In the First World War one of the allies of Germany was the Ottoman Empire, which at the time ruled large swathes of the Middle East which included the country now known as Saudi Arabia and the territory then known as Palestine, but now more generally known as the state of Israel. The defeat of the Ottoman Turks was considered to be an essential war aim of Britain and her allies. To this end it was believed that an alliance with the Arab people who occupied the greater part of that land would be very advantageous. Negotiations were begun between the British and Hussein, The Sharif of Mecca, and a great leader among the Arabian people. It was understood by the Arabs that if Britain won the war that an Arab kingdom would be set up that included Palestine. The Balfour Declaration scuppered that idea.

The Jewish people who had occupied Palestine in antiquity now amounted to about ten per cent of its entire population, but there had been a movement among a minority of Jews agitating for the establishment of a Jewish homeland in Palestine. It was a bit like the idea that the Welsh, who are descendants of the Ancient Britons, might demand a welsh homeland in England. The Welsh were pushed out of England by The Anglo Saxons around the same time as The Jews were displaced from Palestine. Anyway it was decided at the highest levels of The British Government that it was essential to keep the Jewish financiers behind the war effort also, even if that meant doing the dirty on the Arabs. This policy was based on the erroneous, and somewhat anti-Semitic belief that the Jews controlled the purse strings of the world.
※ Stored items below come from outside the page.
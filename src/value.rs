//! Value payloads and their type tags.

use core::fmt;

/// Which half of an entry a payload belongs to.
#[derive(Copy, Clone, Debug, Eq, PartialEq, Hash)]
pub enum Role {
    Key,
    Value,
}

impl fmt::Display for Role {
    fn fmt(&self, f: &mut fmt::Formatter<'_>) -> fmt::Result {
        match self {
            Role::Key => f.write_str("key"),
            Role::Value => f.write_str("value"),
        }
    }
}

/// Closed set of payload types a dictionary can be configured with.
#[derive(Copy, Clone, Debug, Eq, PartialEq, Hash)]
pub enum TypeTag {
    Str,
    I8,
    I16,
    I32,
    I64,
    U8,
    U16,
    U32,
    U64,
    Vector2,
    Vector3,
    Vector4,
    Matrix2x2,
    Matrix3x3,
    Matrix4x4,
    /// Fixed-size byte blob whose size, copy and cleanup are caller supplied.
    Custom,
}

impl TypeTag {
    /// Byte size of a payload of this type. `None` for variable-length
    /// strings and for `Custom`, whose size comes from its `CustomType`.
    pub fn fixed_size(self) -> Option<usize> {
        use core::mem::size_of;
        match self {
            TypeTag::Str | TypeTag::Custom => None,
            TypeTag::I8 | TypeTag::U8 => Some(1),
            TypeTag::I16 | TypeTag::U16 => Some(2),
            TypeTag::I32 | TypeTag::U32 => Some(4),
            TypeTag::I64 | TypeTag::U64 => Some(8),
            TypeTag::Vector2 => Some(size_of::<Vector2>()),
            TypeTag::Vector3 => Some(size_of::<Vector3>()),
            TypeTag::Vector4 => Some(size_of::<Vector4>()),
            TypeTag::Matrix2x2 => Some(size_of::<Matrix2x2>()),
            TypeTag::Matrix3x3 => Some(size_of::<Matrix3x3>()),
            TypeTag::Matrix4x4 => Some(size_of::<Matrix4x4>()),
        }
    }
}

impl fmt::Display for TypeTag {
    fn fmt(&self, f: &mut fmt::Formatter<'_>) -> fmt::Result {
        fmt::Debug::fmt(self, f)
    }
}

macro_rules! float_array_type {
    ($(#[$meta:meta])* $name:ident, $n:expr) => {
        $(#[$meta])*
        #[derive(Copy, Clone, Debug, Default, PartialEq)]
        #[repr(transparent)]
        pub struct $name(pub [f32; $n]);

        impl $name {
            #[inline]
            pub fn components(&self) -> &[f32] {
                &self.0
            }
        }

        impl From<[f32; $n]> for $name {
            fn from(arr: [f32; $n]) -> Self {
                $name(arr)
            }
        }
    };
}

float_array_type!(Vector2, 2);
float_array_type!(Vector3, 3);
float_array_type!(Vector4, 4);
float_array_type!(
    /// Row-major 2x2 matrix.
    Matrix2x2,
    4
);
float_array_type!(
    /// Row-major 3x3 matrix.
    Matrix3x3,
    9
);
float_array_type!(
    /// Row-major 4x4 matrix.
    Matrix4x4,
    16
);

/// A key or value payload.
///
/// Float-backed variants compare with IEEE semantics through `PartialEq`;
/// the dictionary itself compares keys bitwise so that equality agrees with
/// the bytes that get hashed.
#[derive(Clone, Debug, PartialEq)]
pub enum Value {
    Str(String),
    I8(i8),
    I16(i16),
    I32(i32),
    I64(i64),
    U8(u8),
    U16(u16),
    U32(u32),
    U64(u64),
    Vector2(Vector2),
    Vector3(Vector3),
    Vector4(Vector4),
    Matrix2x2(Matrix2x2),
    Matrix3x3(Matrix3x3),
    Matrix4x4(Matrix4x4),
    Custom(Box<[u8]>),
}

impl Value {
    pub fn tag(&self) -> TypeTag {
        match self {
            Value::Str(_) => TypeTag::Str,
            Value::I8(_) => TypeTag::I8,
            Value::I16(_) => TypeTag::I16,
            Value::I32(_) => TypeTag::I32,
            Value::I64(_) => TypeTag::I64,
            Value::U8(_) => TypeTag::U8,
            Value::U16(_) => TypeTag::U16,
            Value::U32(_) => TypeTag::U32,
            Value::U64(_) => TypeTag::U64,
            Value::Vector2(_) => TypeTag::Vector2,
            Value::Vector3(_) => TypeTag::Vector3,
            Value::Vector4(_) => TypeTag::Vector4,
            Value::Matrix2x2(_) => TypeTag::Matrix2x2,
            Value::Matrix3x3(_) => TypeTag::Matrix3x3,
            Value::Matrix4x4(_) => TypeTag::Matrix4x4,
            Value::Custom(_) => TypeTag::Custom,
        }
    }

    pub fn as_str(&self) -> Option<&str> {
        match self {
            Value::Str(s) => Some(s.as_str()),
            _ => None,
        }
    }

    pub fn as_bytes(&self) -> Option<&[u8]> {
        match self {
            Value::Custom(b) => Some(&b[..]),
            _ => None,
        }
    }

    /// Float components of vector and matrix payloads.
    pub(crate) fn float_components(&self) -> Option<&[f32]> {
        match self {
            Value::Vector2(v) => Some(v.components()),
            Value::Vector3(v) => Some(v.components()),
            Value::Vector4(v) => Some(v.components()),
            Value::Matrix2x2(m) => Some(m.components()),
            Value::Matrix3x3(m) => Some(m.components()),
            Value::Matrix4x4(m) => Some(m.components()),
            _ => None,
        }
    }

    /// Equality used for key matching: floats compare by bit pattern.
    pub(crate) fn bit_eq(&self, other: &Value) -> bool {
        match (self.float_components(), other.float_components()) {
            (Some(a), Some(b)) => {
                self.tag() == other.tag()
                    && a.iter().zip(b).all(|(x, y)| x.to_bits() == y.to_bits())
            }
            _ => self == other,
        }
    }
}

impl From<&str> for Value {
    fn from(s: &str) -> Self {
        Value::Str(s.to_owned())
    }
}

impl From<String> for Value {
    fn from(s: String) -> Self {
        Value::Str(s)
    }
}

impl From<Vec<u8>> for Value {
    fn from(b: Vec<u8>) -> Self {
        Value::Custom(b.into_boxed_slice())
    }
}

macro_rules! value_from {
    ($($ty:ty => $variant:ident),* $(,)?) => {
        $(
            impl From<$ty> for Value {
                fn from(v: $ty) -> Self {
                    Value::$variant(v)
                }
            }
        )*
    };
}

value_from! {
    i8 => I8,
    i16 => I16,
    i32 => I32,
    i64 => I64,
    u8 => U8,
    u16 => U16,
    u32 => U32,
    u64 => U64,
    Vector2 => Vector2,
    Vector3 => Vector3,
    Vector4 => Vector4,
    Matrix2x2 => Matrix2x2,
    Matrix3x3 => Matrix3x3,
    Matrix4x4 => Matrix4x4,
}

#[cfg(test)]
mod tests {
    use super::*;

    #[test]
    fn fixed_sizes_match_layout() {
        assert_eq!(TypeTag::U8.fixed_size(), Some(1));
        assert_eq!(TypeTag::I64.fixed_size(), Some(8));
        assert_eq!(TypeTag::Vector3.fixed_size(), Some(12));
        assert_eq!(TypeTag::Matrix3x3.fixed_size(), Some(36));
        assert_eq!(TypeTag::Matrix4x4.fixed_size(), Some(64));
        assert_eq!(TypeTag::Str.fixed_size(), None);
        assert_eq!(TypeTag::Custom.fixed_size(), None);
    }

    #[test]
    fn tags_follow_variants() {
        assert_eq!(Value::from("a").tag(), TypeTag::Str);
        assert_eq!(Value::from(7u16).tag(), TypeTag::U16);
        assert_eq!(Value::from(-7i32).tag(), TypeTag::I32);
        assert_eq!(Value::from(Vector4([0.0; 4])).tag(), TypeTag::Vector4);
        assert_eq!(Value::from(vec![1u8, 2]).tag(), TypeTag::Custom);
    }

    /// Key equality is bitwise for floats: NaN matches itself, signed zeros differ.
    #[test]
    fn bit_eq_on_floats() {
        let nan = Value::from(Vector2([f32::NAN, 1.0]));
        assert!(nan.bit_eq(&nan.clone()));
        assert_ne!(nan, nan.clone());

        let pos = Value::from(Vector2([0.0, 1.0]));
        let neg = Value::from(Vector2([-0.0, 1.0]));
        assert_eq!(pos, neg);
        assert!(!pos.bit_eq(&neg));
    }

    #[test]
    fn bit_eq_distinguishes_shapes_with_equal_components() {
        let v = Value::from(Vector4([1.0, 0.0, 0.0, 1.0]));
        let m = Value::from(Matrix2x2([1.0, 0.0, 0.0, 1.0]));
        assert!(!v.bit_eq(&m));
    }
}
The result was The Balfour Declaration issued on November 2nd 1917, the text is reproduced below. It was issued in the form of a letter between British Foreign Secretary Arthur Balfour and Lord Rothschild to be communicated to the leaders of The Zionist Movement.

"Foreign Office,

November 2nd, 1917.

Dear Lord Rothschild,

I have much pleasure in conveying to you, on behalf of His Majesty's Government, the following declaration of sympathy with Jewish Zionist aspirations which has been submitted to, and approved by, the Cabinet:

"His Majesty's Government view with favour the establishment in Palestine of a national home for the Jewish people, and will use their best endeavours to facilitate the achievement of this object, it being clearly understood that nothing shall be done which may prejudice the civil and religious rights of existing non-Jewish communities in Palestine, or the rights and political status enjoyed by Jews in any other country".

I should be grateful if you would bring this declaration to the knowledge of the Zionist Federation.

Yours sincerely

Arthur James Balfour"

Seldom before or since has such a short letter had such baleful consequences for world history. It encouraged mass emigration of Jews to Palestine during the period between the world wars. This resulted in the displacement of a large proportion of the indigenous Arab population, and the eventual establishment of The State of Israel, (the definitive Cuckoo Country).
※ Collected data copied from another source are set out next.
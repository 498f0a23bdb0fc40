//! HashTableSet: `array_count` independently seeded bucket tables sharing
//! one entry arena.
//!
//! A key has one candidate bucket per table,
//! `index_i = hash(bytes, seed_i) % array_size`. Lookups walk the candidate
//! chains in table order. Inserts first scan every candidate chain for a
//! duplicate, then place the entry at the front of the shortest candidate
//! chain; table order breaks ties, so table 0 wins an all-equal round.
//! Nothing is ever relocated and the tables never grow.

use crate::entry_store::{Chain, Entry, EntryKey, EntryStore, Global, Payload};
use crate::error::DictError;
use crate::hashing::{HashFunction, SeedStrategy};
use crate::value::Value;

/// Chosen destination for a new entry.
#[derive(Copy, Clone, Debug, Eq, PartialEq)]
pub(crate) struct Placement {
    pub(crate) table: u16,
    pub(crate) bucket: usize,
    /// Length of the chosen chain before the new entry is linked.
    pub(crate) chain_len: usize,
}

/// Snapshot of how entries are spread over the tables.
#[derive(Clone, Debug, Default, Eq, PartialEq)]
pub struct LoadStats {
    /// Live entries held by each table, indexed by table.
    pub entries_per_table: Vec<usize>,
    /// Buckets (across all tables) with a non-empty chain.
    pub occupied_buckets: usize,
    pub longest_chain: usize,
}

pub(crate) struct HashTableSet {
    array_count: u16,
    array_size: usize,
    hash: HashFunction,
    seeds: Vec<u64>,
    /// Chain heads indexed by `table * array_size + bucket`.
    heads: Vec<Option<EntryKey>>,
    store: EntryStore,
}

impl HashTableSet {
    pub(crate) fn new(
        array_count: u16,
        array_size: usize,
        hash: HashFunction,
        seeds: &SeedStrategy,
    ) -> Result<Self, DictError> {
        if array_count == 0 {
            return Err(DictError::config("array_count must be at least 1"));
        }
        if array_size == 0 {
            return Err(DictError::config("array_size must be at least 1"));
        }
        let seeds = seeds.generate(array_count)?;
        let total = usize::from(array_count)
            .checked_mul(array_size)
            .ok_or_else(|| DictError::config("array_count * array_size overflows"))?;
        let mut heads = Vec::new();
        heads
            .try_reserve_exact(total)
            .map_err(|_| DictError::config(format!("cannot allocate {total} buckets")))?;
        heads.resize(total, None);
        Ok(Self {
            array_count,
            array_size,
            hash,
            seeds,
            heads,
            store: EntryStore::new(),
        })
    }

    pub(crate) fn array_count(&self) -> u16 {
        self.array_count
    }

    pub(crate) fn array_size(&self) -> usize {
        self.array_size
    }

    pub(crate) fn seeds(&self) -> &[u64] {
        &self.seeds
    }

    pub(crate) fn hash_function(&self) -> HashFunction {
        self.hash
    }

    pub(crate) fn len(&self) -> usize {
        self.store.len()
    }

    #[inline]
    fn slot(&self, table: u16, bucket: usize) -> usize {
        usize::from(table) * self.array_size + bucket
    }

    /// Bucket of `bytes` within `table`.
    #[inline]
    pub(crate) fn bucket_index(&self, bytes: &[u8], table: u16) -> usize {
        let h = self.hash.hash(bytes, self.seeds[usize::from(table)]);
        (h % self.array_size as u64) as usize
    }

    fn chain_at(&self, table: u16, bucket: usize) -> Chain<'_> {
        self.store.chain(self.heads[self.slot(table, bucket)])
    }

    /// First entry whose stored key satisfies `eq`, probing tables in order.
    pub(crate) fn find<F>(&self, bytes: &[u8], mut eq: F) -> Option<EntryKey>
    where
        F: FnMut(&Value) -> bool,
    {
        (0..self.array_count).find_map(|t| {
            let bucket = self.bucket_index(bytes, t);
            self.chain_at(t, bucket)
                .find(|(_, e)| eq(e.key.get()))
                .map(|(k, _)| k)
        })
    }

    /// Scan every candidate chain for a duplicate and pick the shortest one.
    pub(crate) fn place<F>(&self, bytes: &[u8], mut eq: F) -> Result<Placement, DictError>
    where
        F: FnMut(&Value) -> bool,
    {
        let mut best: Option<Placement> = None;
        for t in 0..self.array_count {
            let bucket = self.bucket_index(bytes, t);
            let mut chain_len = 0usize;
            for (_, e) in self.chain_at(t, bucket) {
                if eq(e.key.get()) {
                    return Err(DictError::DuplicateKey);
                }
                chain_len += 1;
            }
            let shorter = best.map_or(true, |b| chain_len < b.chain_len);
            if shorter {
                best = Some(Placement {
                    table: t,
                    bucket,
                    chain_len,
                });
            }
        }
        // array_count >= 1, so at least one table was visited.
        best.ok_or_else(|| DictError::config("dictionary has no tables"))
    }

    pub(crate) fn link(&mut self, p: Placement, key: Payload, value: Payload) -> EntryKey {
        let slot = self.slot(p.table, p.bucket);
        self.store.push_front(&mut self.heads[slot], slot, key, value)
    }

    pub(crate) fn unlink(&mut self, k: EntryKey) -> Option<Entry> {
        let slot = self.store.get(k)?.slot;
        self.store.unlink(&mut self.heads[slot], k)
    }

    /// Release every entry in global-list order and empty all buckets.
    pub(crate) fn clear_with<F>(&mut self, f: F)
    where
        F: FnMut(Entry),
    {
        self.store.drain_with(f);
        self.heads.fill(None);
    }

    pub(crate) fn entry(&self, k: EntryKey) -> Option<&Entry> {
        self.store.get(k)
    }

    pub(crate) fn entry_mut(&mut self, k: EntryKey) -> Option<&mut Entry> {
        self.store.get_mut(k)
    }

    pub(crate) fn iter(&self) -> Global<'_> {
        self.store.iter()
    }

    /// `(table, bucket)` of a live entry.
    pub(crate) fn position(&self, k: EntryKey) -> Option<(u16, usize)> {
        let slot = self.store.get(k)?.slot;
        // slot < array_count * array_size, so the quotient fits in u16.
        Some(((slot / self.array_size) as u16, slot % self.array_size))
    }

    pub(crate) fn chain_len(&self, table: u16, bucket: usize) -> usize {
        if table >= self.array_count || bucket >= self.array_size {
            return 0;
        }
        self.chain_at(table, bucket).count()
    }

    pub(crate) fn stats(&self) -> LoadStats {
        let mut stats = LoadStats {
            entries_per_table: vec![0; usize::from(self.array_count)],
            ..LoadStats::default()
        };
        for (slot, head) in self.heads.iter().enumerate() {
            if head.is_none() {
                continue;
            }
            let len = self.store.chain(*head).count();
            stats.entries_per_table[slot / self.array_size] += len;
            stats.occupied_buckets += 1;
            stats.longest_chain = stats.longest_chain.max(len);
        }
        stats
    }

    #[cfg(test)]
    pub(crate) fn assert_consistent(&self) {
        self.store.assert_links(&self.heads);
    }
}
Further to these consequences it has embittered relations between the west, and particularly Britain, and the Arab world ever since.

What it meant was that a country that had no right to a territory promised occupancy of it to another people who had no right to it, against the wishes and the interests of the people who actually lived in that territory.

You couldn’t make it up. But that is what happened.

Conclusion. Statesmen, who use the wrong words, shape history in the wrong way.

To conclude my article, as I said at the beginning, in history sometimes the most trivial seeming circumstances can have momentous consequences. We are all still suffering from the results of Count Bismarck's editing and Arthur Balfour's secretary's keyboard tapping. If the current generation of "Statesmen" manage to undo some of the damage that has been done to our world by their predecessors’ misjudgements let us hope that in future they will think before they express themselves publicly.